There was not much regret in Lucia’s comments. Having just completed two exhausting, back-to-back moves, from Vienna to Alvisopoli and from Alvisopoli to Novara, she was content to lead a quiet life with her family now that circumstances had brought them all under the same roof again. Although she and Alvise had been married for twenty years, Lucia had spent many more days alone than in the company of her husband—indeed there were moments when she felt their life together had never really begun. And she did not look forward to the time when she would be summoned to the court in Milan to take on her duties as lady-in-waiting to Princess Augusta—a prestigious assignment Alvise had sought for his wife to strengthen their ties to the ruling family.

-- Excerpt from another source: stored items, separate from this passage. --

//! Domain error model.

use thiserror::Error;

/// Result type used across the domain layer.
pub type DomainResult<T> = Result<T, DomainError>;

/// Domain-level error.
///
/// Keep this focused on deterministic, business/domain failures (validation,
/// invariants, conflicts). Infrastructure concerns belong elsewhere.
#[derive(Debug, Error, Clone, PartialEq, Eq)]
pub enum DomainError {
    /// A value failed validation (e.g. malformed input).
    #[error("validation failed: {0}")]
    Validation(String),

    /// A domain invariant was violated.
    #[error("invariant violated: {0}")]
    InvariantViolation(String),

    /// An identifier was invalid (e.g. parse failure).
    #[error("invalid identifier: {0}")]
    InvalidId(String),

    /// A requested resource was not found (domain-level).
    #[error("not found")]
    NotFound,

    /// Authorization failure at the domain boundary.
    #[error("unauthorized")]
    Unauthorized,
}

impl DomainError {
    pub fn validation(msg: impl Into<String>) -> Self {
        Self::Validation(msg.into())
    }

    pub fn invariant(msg: impl Into<String>) -> Self {
        Self::InvariantViolation(msg.into())
    }

    pub fn invalid_id(msg: impl Into<String>) -> Self {
        Self::InvalidId(msg.into())
    }

    pub fn not_found() -> Self {
        Self::NotFound
    }
}
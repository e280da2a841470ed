//! Lifecycle timing configuration.

use std::time::Duration;

/// Timing knobs for the session engine.
///
/// Defaults match production behavior; tests shrink them where useful.
#[derive(Debug, Clone)]
pub struct SessionConfig {
    /// Proactive refresh fires this long before expiry.
    pub refresh_margin: Duration,
    /// Expiry warning is eligible once remaining time drops below this.
    pub warning_window: Duration,
    /// Idle period after which the session is forcibly ended.
    pub inactivity_budget: Duration,
    /// Budget for the primary profile lookup before the fallback path runs.
    pub primary_lookup_timeout: Duration,
    /// Recompute cadence of the expiry notifier.
    pub notifier_tick: Duration,
}

impl Default for SessionConfig {
    fn default() -> Self {
        Self {
            refresh_margin: Duration::from_secs(5 * 60),
            warning_window: Duration::from_secs(3 * 60),
            inactivity_budget: Duration::from_secs(30 * 60),
            primary_lookup_timeout: Duration::from_secs(5),
            notifier_tick: Duration::from_secs(1),
        }
    }
}

impl SessionConfig {
    pub fn with_refresh_margin(mut self, margin: Duration) -> Self {
        self.refresh_margin = margin;
        self
    }

    pub fn with_warning_window(mut self, window: Duration) -> Self {
        self.warning_window = window;
        self
    }

    pub fn with_inactivity_budget(mut self, budget: Duration) -> Self {
        self.inactivity_budget = budget;
        self
    }

    pub fn with_primary_lookup_timeout(mut self, timeout: Duration) -> Self {
        self.primary_lookup_timeout = timeout;
        self
    }
}
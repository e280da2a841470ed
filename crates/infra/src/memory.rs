//! In-memory account store.
//!
//! The development and integration-test backend: real semantics (session
//! issuance and refresh, record storage, single-active impersonation, an
//! append-only audit table) with no I/O. Interior mutability keeps the
//! public surface identical to a remote store.

use std::collections::HashMap;
use std::sync::Mutex;
use std::time::Duration;

use async_trait::async_trait;
use chrono::Utc;
use serde_json::Value;
use tracing::debug;
use uuid::Uuid;

use advisorly_auth::{AuditEntry, AuditFilter, NewAuditEntry};
use advisorly_core::{FirmId, UserId};
use advisorly_session::{
    AccountStore, IdentityClaims, ImpersonationRecord, ReasonSink, Session, SignOutReason,
    StoreError,
};

const DEFAULT_SESSION_TTL: Duration = Duration::from_secs(60 * 60);

#[derive(Default)]
struct State {
    session: Option<Session>,
    refresh_revoked: bool,
    /// table name -> record id -> row.
    records: HashMap<String, HashMap<String, Value>>,
    audit: Vec<AuditEntry>,
    impersonation: Option<ImpersonationRecord>,
}

/// Account store held entirely in process memory.
pub struct MemoryAccountStore {
    state: Mutex<State>,
    session_ttl: Duration,
}

impl Default for MemoryAccountStore {
    fn default() -> Self {
        Self::new()
    }
}

impl MemoryAccountStore {
    pub fn new() -> Self {
        Self {
            state: Mutex::new(State::default()),
            session_ttl: DEFAULT_SESSION_TTL,
        }
    }

    pub fn with_session_ttl(mut self, ttl: Duration) -> Self {
        self.session_ttl = ttl;
        self
    }

    /// Issue and persist a session for `user_id`, as a sign-in would.
    pub fn issue_session(&self, user_id: UserId, email: impl Into<String>) -> Session {
        let now = Utc::now();
        let email = email.into();
        let session = Session {
            access_token: format!("mem-{}", Uuid::now_v7()),
            issued_at: now,
            expires_at: now + chrono::Duration::from_std(self.session_ttl).unwrap_or_default(),
            user_id,
            claims: Some(IdentityClaims {
                user_id,
                email,
                full_name: None,
                email_verified: true,
            }),
        };
        self.state.lock().unwrap().session = Some(session.clone());
        session
    }

    /// Seed or replace a record row.
    pub fn put_record(&self, table: &str, id: &str, row: Value) {
        self.state
            .lock()
            .unwrap()
            .records
            .entry(table.to_string())
            .or_default()
            .insert(id.to_string(), row);
    }

    /// Make every subsequent refresh fail as an invalid credential.
    pub fn revoke_refresh(&self) {
        self.state.lock().unwrap().refresh_revoked = true;
    }
}

#[async_trait]
impl AccountStore for MemoryAccountStore {
    async fn get_session(&self) -> Result<Option<Session>, StoreError> {
        Ok(self.state.lock().unwrap().session.clone())
    }

    async fn refresh_session(&self) -> Result<Option<Session>, StoreError> {
        let mut state = self.state.lock().unwrap();
        if state.refresh_revoked {
            return Err(StoreError::InvalidRefreshCredential);
        }
        let Some(current) = &state.session else {
            return Ok(None);
        };

        let now = Utc::now();
        let renewed = Session {
            access_token: format!("mem-{}", Uuid::now_v7()),
            issued_at: now,
            expires_at: now + chrono::Duration::from_std(self.session_ttl).unwrap_or_default(),
            user_id: current.user_id,
            claims: current.claims.clone(),
        };
        debug!(user_id = %renewed.user_id, expires_at = %renewed.expires_at, "session refreshed");
        state.session = Some(renewed.clone());
        Ok(Some(renewed))
    }

    async fn sign_out(&self) -> Result<(), StoreError> {
        let mut state = self.state.lock().unwrap();
        // The overlay is keyed to the signed-in principal; it ends with them.
        if let Some(record) = state.impersonation.as_mut() {
            if record.is_active {
                record.is_active = false;
                record.ended_at = Some(Utc::now());
            }
        }
        state.session = None;
        state.refresh_revoked = false;
        Ok(())
    }

    async fn get_record(&self, table: &str, id: &str) -> Result<Option<Value>, StoreError> {
        Ok(self
            .state
            .lock()
            .unwrap()
            .records
            .get(table)
            .and_then(|rows| rows.get(id))
            .cloned())
    }

    async fn start_impersonation(
        &self,
        target: UserId,
        reason: Option<String>,
    ) -> Result<ImpersonationRecord, StoreError> {
        let mut state = self.state.lock().unwrap();
        if state.impersonation.as_ref().is_some_and(|r| r.is_active) {
            return Err(StoreError::Rejected(
                "an impersonation session is already active".to_string(),
            ));
        }
        let Some(session) = &state.session else {
            return Err(StoreError::Rejected("no active session".to_string()));
        };

        let impersonator = session.user_id;
        let impersonator_email = session
            .claims
            .as_ref()
            .map(|c| c.email.clone())
            .unwrap_or_default();

        // Pull the target's row for the denormalized email/firm columns.
        let target_row = state
            .records
            .get("user_profiles")
            .and_then(|rows| rows.get(&target.to_string()));
        let target_email = target_row
            .and_then(|row| row.get("email"))
            .and_then(Value::as_str)
            .unwrap_or_default()
            .to_string();
        let target_firm = target_row
            .and_then(|row| row.get("firm_id"))
            .and_then(Value::as_str)
            .and_then(|s| s.parse::<FirmId>().ok());

        let record = ImpersonationRecord {
            id: Uuid::now_v7(),
            impersonator,
            impersonator_email,
            target,
            target_email,
            target_firm,
            reason,
            started_at: Utc::now(),
            ended_at: None,
            is_active: true,
        };
        state.impersonation = Some(record.clone());
        Ok(record)
    }

    async fn end_impersonation(&self) -> Result<bool, StoreError> {
        let mut state = self.state.lock().unwrap();
        match state.impersonation.as_mut() {
            Some(record) if record.is_active => {
                record.is_active = false;
                record.ended_at = Some(Utc::now());
                Ok(true)
            }
            _ => Ok(false),
        }
    }

    async fn active_impersonation(&self) -> Result<Option<ImpersonationRecord>, StoreError> {
        Ok(self
            .state
            .lock()
            .unwrap()
            .impersonation
            .clone()
            .filter(|r| r.is_active))
    }

    async fn insert_audit(&self, entry: NewAuditEntry) -> Result<(), StoreError> {
        self.state
            .lock()
            .unwrap()
            .audit
            .push(entry.into_entry(Utc::now()));
        Ok(())
    }

    async fn query_audit(&self, filter: AuditFilter) -> Result<Vec<AuditEntry>, StoreError> {
        let state = self.state.lock().unwrap();
        let mut hits: Vec<AuditEntry> = state
            .audit
            .iter()
            .filter(|e| filter.matches(e))
            .cloned()
            .collect();
        // Newest first, then paginate.
        hits.sort_by(|a, b| b.created_at.cmp(&a.created_at));
        Ok(hits
            .into_iter()
            .skip(filter.offset.unwrap_or(0))
            .take(filter.limit.unwrap_or(usize::MAX))
            .collect())
    }
}

/// Reason sink backed by a mutex slot. Read-and-clear semantics.
#[derive(Default)]
pub struct MemoryReasonSink {
    reason: Mutex<Option<SignOutReason>>,
}

impl ReasonSink for MemoryReasonSink {
    fn persist(&self, reason: SignOutReason) {
        *self.reason.lock().unwrap() = Some(reason);
    }

    fn take(&self) -> Option<SignOutReason> {
        self.reason.lock().unwrap().take()
    }
}
//! Tracing/logging initialization.

use tracing_subscriber::EnvFilter;

/// Initialize tracing/logging for the process.
///
/// Safe to call multiple times (subsequent calls are no-ops).
pub fn init() {
    let filter = EnvFilter::try_from_default_env()
        .unwrap_or_else(|_| EnvFilter::new("info"));

    // JSON logs + timestamps, configurable via RUST_LOG.
    let _ = tracing_subscriber::fmt()
        .with_env_filter(filter)
        .json()
        .with_timer(tracing_subscriber::fmt::time::SystemTime)
        .with_target(false)
        .try_init();
}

Monsieur Vérand was put in charge of Alvisetto’s education, the job for which he had originally been hired in Vienna. He wasted little time in expressing his displeasure at how much the boy had fallen behind in Latin and arithmetic, how easily he was distracted, and just how plain lazy he could be. Vérand started to keep a daily record of his pupil’s performance and general behaviour in a green and blue booklet known as “Alvisetto’s Journal.” Once a week, a tremulous Alvisetto took it to his parents so that they might judge his conduct, and discuss it with him. From the start, Vérand was quite harsh in his judgement, filling his reports with epithets like “disobedient,” “stubborn,” “ill-mannered,” “restless” and “capricious.” He noted sternly that the boy “laughs out loud without a reason, just like a child.”3

The parents encouraged Vérand’s method because, as Lucia said, “loud reprimands and threats of awful punishments have produced no effects.” Alvisetto showed occasional signs of intelligence, she added, “but his mind is always elsewhere and it sometimes takes him three hours to do work that should take him no more than fifteen minutes. It is astonishing how he can seem an absolute prodigy at times, then days and days will go by without the slightest progress.”4

Alvisetto’s uneven results made Lucia anxious. She knew Alvise wanted to send their son off to boarding school at the earliest opportunity, possibly to Paris, in order to acquire a proper French education. The prospect of a separation filled her with dread. The only way to delay Alvisetto’s departure, she felt, was to convince Alvise that the child was making progress in his studies. She put her faith in Vérand, conscious of the trust her husband had in him, and the two entered a silent pact to work Alvisetto hard in order to keep him at home as long as possible.

In Vienna, Lucia had grown accustomed to spending a good deal of time with her son, going over his lessons when she was not actually doing some teaching herself. She did not want to give up that part of their relationship entirely. Having relinquished prime responsibility for Alvisetto’s general education to Vérand, she nevertheless remained in charge of his religious studies, to make sure, she told her sister, that he received a solid Christian upbringing. Lucia ordered The Life of Jesus from a bookshop in Milan, and she and Alvisetto curled up together in bed every evening to read three chapters of the big volume. “I’m finding this book very useful. I had never read the life of Jesus as a whole but only in bits and pieces. In fact, what I knew of it usually came from the study of paintings and sculptures when we were young.”5 On her own, she tackled the multi-volume Histoire Ecclésiastique, a heavy-going history of the Church. She also studied the gospel of Saint Paul.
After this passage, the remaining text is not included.